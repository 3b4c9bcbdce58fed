//! Integration tests
//!
//! HTTP-facing tests use wiremock servers on the loopback interface and call
//! the engine directly, since the job service refuses loopback seeds. Service
//! tests use an in-memory site instead.

mod engine_tests;
mod fetcher_tests;
mod service_tests;
mod support;
//! Job records, options and the snapshots published to observers

use crate::crawler::AssetKind;
use crate::state::{progress_percent, JobStatus};
use crate::ValidationError;
use chrono::{DateTime, Utc};
use serde::{Deserialize, Serialize};
use std::fmt;
use std::path::PathBuf;
use std::str::FromStr;
use url::Url;
use uuid::Uuid;

/// Bytes in one unit of `max_size`
pub const SIZE_UNIT_BYTES: u64 = 1024 * 1024;

/// Opaque unique job identifier
#[derive(Debug, Clone, Copy, PartialEq, Eq, Hash, PartialOrd, Ord, Serialize, Deserialize)]
#[serde(transparent)]
pub struct JobId(Uuid);

impl JobId {
    pub fn new() -> Self {
        Self(Uuid::new_v4())
    }

    /// File name of the job's packaged archive
    pub fn archive_name(&self) -> String {
        format!("{}.zip", self.0)
    }
}

impl Default for JobId {
    fn default() -> Self {
        Self::new()
    }
}

impl fmt::Display for JobId {
    fn fmt(&self, f: &mut fmt::Formatter<'_>) -> fmt::Result {
        self.0.fmt(f)
    }
}

impl FromStr for JobId {
    type Err = ValidationError;

    fn from_str(s: &str) -> Result<Self, Self::Err> {
        Uuid::parse_str(s.trim())
            .map(Self)
            .map_err(|_| ValidationError::InvalidJobId(s.to_string()))
    }
}

/// Immutable per-job crawl options
#[derive(Debug, Clone, PartialEq, Eq, Serialize, Deserialize)]
#[serde(rename_all = "camelCase", default)]
pub struct JobOptions {
    /// Number of levels to fetch, seed level included (1–5)
    pub depth: u8,
    /// Largest page or asset to keep, in megabytes (1–500)
    pub max_size: u32,
    pub include_images: bool,
    pub include_styles: bool,
    pub include_scripts: bool,
    /// Use the headless browser instead of plain HTTP for pages
    pub render_javascript: bool,
}

impl Default for JobOptions {
    fn default() -> Self {
        Self {
            depth: 2,
            max_size: 100,
            include_images: true,
            include_styles: true,
            include_scripts: true,
            render_javascript: false,
        }
    }
}

impl JobOptions {
    pub fn validate(&self) -> Result<(), ValidationError> {
        if !(1..=5).contains(&self.depth) {
            return Err(ValidationError::DepthOutOfRange(self.depth));
        }
        if !(1..=500).contains(&self.max_size) {
            return Err(ValidationError::MaxSizeOutOfRange(self.max_size));
        }
        Ok(())
    }

    pub fn max_size_bytes(&self) -> u64 {
        u64::from(self.max_size) * SIZE_UNIT_BYTES
    }

    pub fn includes(&self, kind: AssetKind) -> bool {
        match kind {
            AssetKind::Image => self.include_images,
            AssetKind::Stylesheet => self.include_styles,
            AssetKind::Script => self.include_scripts,
        }
    }
}

/// A request to start a new job
#[derive(Debug, Clone, Deserialize)]
pub struct StartRequest {
    pub url: String,
    #[serde(default)]
    pub options: JobOptions,
}

/// The mutable record of one job
#[derive(Debug, Clone)]
pub struct Job {
    pub id: JobId,
    pub url: Url,
    pub options: JobOptions,
    pub status: JobStatus,
    pub files_downloaded: u64,
    pub total_files: u64,
    pub current_file: String,
    pub error: Option<String>,
    pub cancelled: bool,
    pub zip_file: Option<PathBuf>,
    pub created_at: DateTime<Utc>,
    pub completed_at: Option<DateTime<Utc>>,
}

impl Job {
    pub fn new(id: JobId, url: Url, options: JobOptions) -> Self {
        Self {
            id,
            url,
            options,
            status: JobStatus::Starting,
            files_downloaded: 0,
            total_files: 1,
            current_file: String::new(),
            error: None,
            cancelled: false,
            zip_file: None,
            created_at: Utc::now(),
            completed_at: None,
        }
    }

    pub fn progress(&self) -> u8 {
        progress_percent(self.status, self.files_downloaded, self.total_files)
    }

    pub fn snapshot(&self) -> JobSnapshot {
        JobSnapshot {
            id: self.id,
            status: self.status,
            progress: self.progress(),
            files_downloaded: self.files_downloaded,
            current_file: self.current_file.clone(),
            error: self.error.clone(),
            zip_file: self.zip_file.clone(),
            render_mode: self.options.render_javascript,
        }
    }
}

/// Immutable view of a job, as published to subscribers and status queries
#[derive(Debug, Clone, PartialEq, Eq, Serialize)]
#[serde(rename_all = "camelCase")]
pub struct JobSnapshot {
    pub id: JobId,
    pub status: JobStatus,
    pub progress: u8,
    pub files_downloaded: u64,
    pub current_file: String,
    pub error: Option<String>,
    pub zip_file: Option<PathBuf>,
    pub render_mode: bool,
}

**REQUIREMENT**
Nothing should be dropped: transcribe all the material exactly.

**COMPLETED EXERCISE**
repository 3b4c9bcbdce58fed
//! Integration tests
//!
//! HTTP-facing tests use wiremock servers on the loopback interface and call
//! the engine directly, since the job service refuses loopback seeds. Service
//! tests use an in-memory site instead.

mod engine_tests;
mod fetcher_tests;
mod service_tests;
mod support;
//! Job records, options and the snapshots published to observers

use crate::crawler::AssetKind;
use crate::state::{progress_percent, JobStatus};
use crate::ValidationError;
use chrono::{DateTime, Utc};
use serde::{Deserialize, Serialize};
use std::fmt;
use std::path::PathBuf;
use std::str::FromStr;
use url::Url;
use uuid::Uuid;

/// Bytes in one unit of `max_size`
pub const SIZE_UNIT_BYTES: u64 = 1024 * 1024;

/// Opaque unique job identifier
#[derive(Debug, Clone, Copy, PartialEq, Eq, Hash, PartialOrd, Ord, Serialize, Deserialize)]
#[serde(transparent)]
pub struct JobId(Uuid);

impl JobId {
    pub fn new() -> Self {
        Self(Uuid::new_v4())
    }

    /// File name of the job's packaged archive
    pub fn archive_name(&self) -> String {
        format!("{}.zip", self.0)
    }
}

impl Default for JobId {
    fn default() -> Self {
        Self::new()
    }
}

impl fmt::Display for JobId {
    fn fmt(&self, f: &mut fmt::Formatter<'_>) -> fmt::Result {
        self.0.fmt(f)
    }
}

impl FromStr for JobId {
    type Err = ValidationError;

    fn from_str(s: &str) -> Result<Self, Self::Err> {
        Uuid::parse_str(s.trim())
            .map(Self)
            .map_err(|_| ValidationError::InvalidJobId(s.to_string()))
    }
}

/// Immutable per-job crawl options
#[derive(Debug, Clone, PartialEq, Eq, Serialize, Deserialize)]
#[serde(rename_all = "camelCase", default)]
pub struct JobOptions {
    /// Number of levels to fetch, seed level included (1–5)
    pub depth: u8,
    /// Largest page or asset to keep, in megabytes (1–500)
    pub max_size: u32,
    pub include_images: bool,
    pub include_styles: bool,
    pub include_scripts: bool,
    /// Use the headless browser instead of plain HTTP for pages
    pub render_javascript: bool,
}

impl Default for JobOptions {
    fn default() -> Self {
        Self {
            depth: 2,
            max_size: 100,
            include_images: true,
            include_styles: true,
            include_scripts: true,
            render_javascript: false,
        }
    }
}

impl JobOptions {
    pub fn validate(&self) -> Result<(), ValidationError> {
        if !(1..=5).contains(&self.depth) {
            return Err(ValidationError::DepthOutOfRange(self.depth));
        }
        if !(1..=500).contains(&self.max_size) {
            return Err(ValidationError::MaxSizeOutOfRange(self.max_size));
        }
        Ok(())
    }

    pub fn max_size_bytes(&self) -> u64 {
        u64::from(self.max_size) * SIZE_UNIT_BYTES
    }

    pub fn includes(&self, kind: AssetKind) -> bool {
        match kind {
            AssetKind::Image => self.include_images,
            AssetKind::Stylesheet => self.include_styles,
            AssetKind::Script => self.include_scripts,
        }
    }
}

/// A request to start a new job
#[derive(Debug, Clone, Deserialize)]
pub struct StartRequest {
    pub url: String,
    #[serde(default)]
    pub options: JobOptions,
}

/// The mutable record of one job
#[derive(Debug, Clone)]
pub struct Job {
    pub id: JobId,
    pub url: Url,
    pub options: JobOptions,
    pub status: JobStatus,
    pub files_downloaded: u64,
    pub total_files: u64,
    pub current_file: String,
    pub error: Option<String>,
    pub cancelled: bool,
    pub zip_file: Option<PathBuf>,
    pub created_at: DateTime<Utc>,
    pub completed_at: Option<DateTime<Utc>>,
}

impl Job {
    pub fn new(id: JobId, url: Url, options: JobOptions) -> Self {
        Self {
            id,
            url,
            options,
            status: JobStatus::Starting,
            files_downloaded: 0,
            total_files: 1,
            current_file: String::new(),
            error: None,
            cancelled: false,
            zip_file: None,
            created_at: Utc::now(),
            completed_at: None,
        }
    }

    pub fn progress(&self) -> u8 {
        progress_percent(self.status, self.files_downloaded, self.total_files)
    }

    pub fn snapshot(&self) -> JobSnapshot {
        JobSnapshot {
            id: self.id,
            status: self.status,
            progress: self.progress(),
            files_downloaded: self.files_downloaded,
            current_file: self.current_file.clone(),
            error: self.error.clone(),
            zip_file: self.zip_file.clone(),
            render_mode: self.options.render_javascript,
        }
    }
}

/// Immutable view of a job, as published to subscribers and status queries
#[derive(Debug, Clone, PartialEq, Eq, Serialize)]
#[serde(rename_all = "camelCase")]
pub struct JobSnapshot {
    pub id: JobId,
    pub status: JobStatus,
    pub progress: u8,
    pub files_downloaded: u64,
    pub current_file: String,
    pub error: Option<String>,
    pub zip_file: Option<PathBuf>,
    pub render_mode: bool,
}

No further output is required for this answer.